### How to complete this task
The listing has to be given again in full and exactly.

-- Entries provided follows --

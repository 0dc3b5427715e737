//! Nested read models assembled from flattened join rows.
//!
//! These are never stored. The store builds them by regrouping the rows of a
//! single join query around one root entity.

use serde::{Deserialize, Serialize};

use crate::model::{City, Country, Death, Exhibit, ExhibitType, Museum, Person};

/// An exhibit paired with its category.
#[derive(Debug, Clone, PartialEq, Eq, Serialize, Deserialize)]
pub struct ExhibitEntry {
  pub exhibit:      Exhibit,
  pub exhibit_type: ExhibitType,
}

/// A museum with its location and every exhibit it holds.
#[derive(Debug, Clone, Serialize, Deserialize)]
pub struct MuseumDetail {
  pub museum:   Museum,
  pub city:     City,
  pub country:  Country,
  /// Distinct exhibits in first-seen order; empty when the museum holds none.
  pub exhibits: Vec<ExhibitEntry>,
}

/// A person with their optional death record and associations.
#[derive(Debug, Clone, Serialize, Deserialize)]
pub struct PersonDetail {
  pub person:    Person,
  pub death:     Option<Death>,
  pub countries: Vec<Country>,
  pub exhibits:  Vec<ExhibitEntry>,
}

/// One entry of the exhibit index page.
#[derive(Debug, Clone, Serialize, Deserialize)]
pub struct ExhibitOverview {
  pub exhibit:      Exhibit,
  pub exhibit_type: ExhibitType,
  pub museum:       Museum,
  /// Distinct associated persons in first-seen order.
  pub persons:      Vec<Person>,
}

/// Append `item` unless an equal value is already present.
///
/// Join fan-out repeats child rows (a person with two countries and three
/// exhibits yields six rows); this keeps the first occurrence only.
pub fn push_unique<T: PartialEq>(items: &mut Vec<T>, item: T) {
  if !items.contains(&item) {
    items.push(item);
  }
}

-- Entries provided concluded --

### Result of the task
repository 0dc3b5427715e737
//! Nested read models assembled from flattened join rows.
//!
//! These are never stored. The store builds them by regrouping the rows of a
//! single join query around one root entity.

use serde::{Deserialize, Serialize};

use crate::model::{City, Country, Death, Exhibit, ExhibitType, Museum, Person};

/// An exhibit paired with its category.
#[derive(Debug, Clone, PartialEq, Eq, Serialize, Deserialize)]
pub struct ExhibitEntry {
  pub exhibit:      Exhibit,
  pub exhibit_type: ExhibitType,
}

/// A museum with its location and every exhibit it holds.
#[derive(Debug, Clone, Serialize, Deserialize)]
pub struct MuseumDetail {
  pub museum:   Museum,
  pub city:     City,
  pub country:  Country,
  /// Distinct exhibits in first-seen order; empty when the museum holds none.
  pub exhibits: Vec<ExhibitEntry>,
}

/// A person with their optional death record and associations.
#[derive(Debug, Clone, Serialize, Deserialize)]
pub struct PersonDetail {
  pub person:    Person,
  pub death:     Option<Death>,
  pub countries: Vec<Country>,
  pub exhibits:  Vec<ExhibitEntry>,
}

/// One entry of the exhibit index page.
#[derive(Debug, Clone, Serialize, Deserialize)]
pub struct ExhibitOverview {
  pub exhibit:      Exhibit,
  pub exhibit_type: ExhibitType,
  pub museum:       Museum,
  /// Distinct associated persons in first-seen order.
  pub persons:      Vec<Person>,
}

/// Append `item` unless an equal value is already present.
///
/// Join fan-out repeats child rows (a person with two countries and three
/// exhibits yields six rows); this keeps the first occurrence only.
pub fn push_unique<T: PartialEq>(items: &mut Vec<T>, item: T) {
  if !items.contains(&item) {
    items.push(item);
  }
}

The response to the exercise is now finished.